マナーうんちく話516≪袖触れ合うも多生の縁≫
マナーうんちく話74《愛想と愛嬌》
5月6日は二十四節季の一つ「立夏」で新緑が美しくなり、夏の気配が現れる頃です。
今年は「クールビズ」が早くスタートするようですね。
ただクールビズは、温室効果ガス削減のため、冷房時の室温を28℃に設定し、薄着になりましょうということで、「ラフな格好」がすべて認められるというものではありません。
商談、プレゼン、お見合いなど、ここぞという時にはキチンと上着着用をお勧めします。
昔の奴隷と王様の服装からも、その心理的効果がうかがえますね。
いずれにせよ、横文字や格好にとらわれずに、明るく元気に参りたいものです。
ところで、皆さんは「愛想」や「愛嬌」についてどのような感想をお持ちでしょうか?
最近、マナーも「形に捉われているものが多い」ような気がしてなりません。
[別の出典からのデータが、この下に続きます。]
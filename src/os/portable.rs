//! Portable backend over `sysinfo`. No access tokens exist here, so the
//! resolver's token steps report `Unsupported` and truncate.

use super::{MachineTypes, OsError, OsErrorKind, ProcessEntry, ProcessQuery};
use crate::process::Architecture;
use std::sync::{Mutex, MutexGuard};
use sysinfo::{Pid, System};

pub struct PortableQuery {
    sys: Mutex<System>,
}

pub struct PortableHandle {
    exe: Option<String>,
}

pub struct NoToken;

impl Default for PortableQuery {
    fn default() -> Self {
        Self::new()
    }
}

impl PortableQuery {
    pub fn new() -> Self {
        Self {
            sys: Mutex::new(System::new()),
        }
    }

    fn lock(&self, operation: &'static str) -> Result<MutexGuard<'_, System>, OsError> {
        self.sys
            .lock()
            .map_err(|_| OsError::new(operation, OsErrorKind::Other, 0, "process table lock poisoned"))
    }
}

impl ProcessQuery for PortableQuery {
    type Handle = PortableHandle;
    type Token = NoToken;

    fn list_processes(&self) -> Result<Vec<ProcessEntry>, OsError> {
        let mut sys = self.lock("list_processes")?;
        sys.refresh_processes();
        Ok(sys
            .processes()
            .iter()
            .map(|(pid, p)| ProcessEntry {
                pid: pid.as_u32(),
                name: p.name().to_string(),
            })
            .collect())
    }

    fn open_process(&self, pid: u32) -> Result<PortableHandle, OsError> {
        let mut sys = self.lock("open_process")?;
        let spid = Pid::from_u32(pid);
        if !sys.refresh_process(spid) {
            return Err(OsError::new(
                "open_process",
                OsErrorKind::InvalidParameter,
                0,
                format!("no process with pid {pid}"),
            ));
        }
        let exe = sys
            .process(spid)
            .and_then(|p| p.exe())
            .map(|p| p.to_string_lossy().into_owned());
        Ok(PortableHandle { exe })
    }

    fn machine_types(&self, _process: &PortableHandle) -> Result<MachineTypes, OsError> {
        Ok(MachineTypes {
            process: crate::process::IMAGE_FILE_MACHINE_UNKNOWN,
            native: Architecture::machine_for_target(std::env::consts::ARCH),
        })
    }

    fn image_path(&self, process: &PortableHandle) -> Result<String, OsError> {
        process.exe.clone().ok_or_else(|| {
            OsError::new("image_path", OsErrorKind::PermissionDenied, 0, "executable path not readable")
        })
    }

    fn open_token(&self, _process: &PortableHandle) -> Result<NoToken, OsError> {
        Err(OsError::new(
            "open_token",
            OsErrorKind::Unsupported,
            0,
            "access tokens are not available on this platform",
        ))
    }

    fn is_app_container(&self, _token: &NoToken) -> Result<bool, OsError> {
        Err(OsError::new("is_app_container", OsErrorKind::Unsupported, 0, "no access token"))
    }

    fn integrity_rid(&self, _token: &NoToken) -> Result<u32, OsError> {
        Err(OsError::new("integrity_rid", OsErrorKind::Unsupported, 0, "no access token"))
    }
}
//! Best-effort metadata resolution for one pid.
//!
//! The query chain runs in a fixed order (handle, machine type, image path,
//! token, sandbox flag, integrity label). The first no-access failure stops
//! the chain and the record keeps whatever was filled in so far.

use crate::error::{Error, Result};
use crate::os::{OsError, ProcessQuery};
use crate::process::{IntegrityLevel, Process, ProcessType};
use std::sync::Arc;
use tracing::{debug, trace};

/// Anything that can turn a (pid, name) pair into a record. The watcher
/// holds one of these on its delivery thread.
pub trait Resolve: Send + Sync {
    /// `Ok(None)`: the pid no longer exists.
    fn resolve(&self, pid: u32, name: &str) -> Result<Option<Process>>;
}

pub struct MetadataResolver<Q> {
    query: Arc<Q>,
}

impl<Q: ProcessQuery> MetadataResolver<Q> {
    pub fn new(query: Arc<Q>) -> Self {
        Self { query }
    }

    pub fn query(&self) -> &Arc<Q> {
        &self.query
    }

    pub fn resolve(&self, pid: u32, name: &str) -> Result<Option<Process>> {
        let mut process = Process::unresolved(pid, name);

        let handle = match self.query.open_process(pid) {
            Ok(h) => h,
            Err(e) if e.is_invalid_parameter() => {
                trace!(pid, name, "stale pid");
                return Ok(None);
            }
            Err(e) => return self.truncated(process, e),
        };

        match self.fill(&handle, &mut process) {
            Ok(()) => Ok(Some(process)),
            Err(e) => self.truncated(process, e),
        }
    }

    fn fill(&self, handle: &Q::Handle, process: &mut Process) -> std::result::Result<(), OsError> {
        process.architecture_raw = self.query.machine_types(handle)?.effective();
        process.executable_path = self.query.image_path(handle)?;

        let token = self.query.open_token(handle)?;
        process.process_type = Some(if self.query.is_app_container(&token)? {
            ProcessType::Sandboxed
        } else {
            ProcessType::Legacy
        });
        process.integrity_level = IntegrityLevel::from_rid(self.query.integrity_rid(&token)?);
        Ok(())
    }

    fn truncated(&self, process: Process, err: OsError) -> Result<Option<Process>> {
        if err.is_permission_error() {
            debug!(pid = process.pid, name = %process.name, error = %err, "partial metadata");
            Ok(Some(process))
        } else {
            Err(Error::Resolve {
                pid: process.pid,
                source: err,
            })
        }
    }
}

impl<Q: ProcessQuery> Resolve for MetadataResolver<Q> {
    fn resolve(&self, pid: u32, name: &str) -> Result<Option<Process>> {
        MetadataResolver::resolve(self, pid, name)
    }
}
中でも若い女性の立ち姿、手の組み方、お辞儀等などです。
これらは、「見かけを素敵に見せる戦略」なのでしょうか?
アナログ人間の私にはどうも好感が持てません。
不必要に、見た目ばかりが表面に出過ぎ、心の中から醸し出された礼とは受け取れません。
1960年に行われたアメリカの大統領選挙で、選挙に多彩な戦略が駆使されるようになり、その一つに「イメージ戦略」なるものがありました。イメージコンサルタントという人が、候補者がテレビ演説をする際にはネクタイの色なども、好感の持たれるようアドバイスしたそうですが、今ではすっかり当たり前のことになっていますね。
勿論否定するものではありませんが、何事につけ本質を失わないでいただきたいものです。
その観点から言えば、礼儀にはそれなりの誠実さが必要で、それがなければ単なる表面だけの演技になってしまいます。
最近やたらとお詫び会見がありますが、その際のお辞儀の仕方ですが、誠意が汲みとれるものが少ない気がします。
今回はいきなり余談事からスタートしましたが、テーマは「愛想」と「愛嬌」です。
例えばどんなに美しく着飾っても、カッコよく手を組んでも、そこに心がなければ形式化された立ち居振る舞いになってしまう、といいましたが、逆のことも言えます。
例え少々不細工な振る舞いでも、そこに愛想や愛嬌が加味されれば、かえってそちらの方が好感を持たれるケースも多々あります。そして、「愛想」と「愛嬌」はよく似ているような気がしますが、その意味はかなり異なります。
●「愛想」は、「あの人は愛想が良い」、とか「愛想笑い」等と言われるように、相手に良い感じを与えるための行為や行動です。
●「愛嬌」は、あるものに元々備わっている、「かわいらしさ」や「なんとなく憎めない雰囲気」のことです。
「愛想は外面的要素」で、「愛嬌は内面的要素」だといえると思います。
マナーを発揮する際に、愛想と愛嬌が備わっていれば、まさに「鬼に金棒」ですね。
最近テレビなど見ていても、愛想や愛嬌を感じられる人が少ないように思えます。
皆さんは如何でしょうか?
今年も「就活」「婚活」「自分磨き」等に励んでいられる方も多いと思います。
「愛想」は「元々備わっているものだから今さら!」と思えても、「愛嬌」は「自分自身の認識の仕方や努力でこれから何とでもなるもの」です。
婚活、就活、自分磨き、良好な人間関係等などにおいて、改めて「愛嬌の大切さ」を思い浮かべて見られては如何でしょうか?
人生が大きく好転してくると思います。
少し余談事ですが、「愛嬌」の本来の意味は、仏様の、「穏やかで誰もがほほ笑むような相」を表した言葉だそうです。
また、スナックなどに行った時に、ママさんに「お愛想して下さい」と言いますが、これは、「客が店の主人に対して言う言葉」ではなく、「店の主人がお客に使う言葉」です。
正式には、「お愛想尽かしですか?」と言う意味です。
「愛想を尽かす」とは「縁を切る」という意味でよく用いますが、ここでは「縁を切る=お帰りですか?」の意味ですね。
私はこのコラムで何時も、「マナーは形より心」と申しますが、つまるところ「心」が成熟してくると、おのずと人間性が養われ、愛嬌が出てくるのだと思います。
そして、心が成熟するには、それなりの苦労を経験したり、感謝したり、教養を身につけたりする必要があるので、それなりの年数がかかると思います。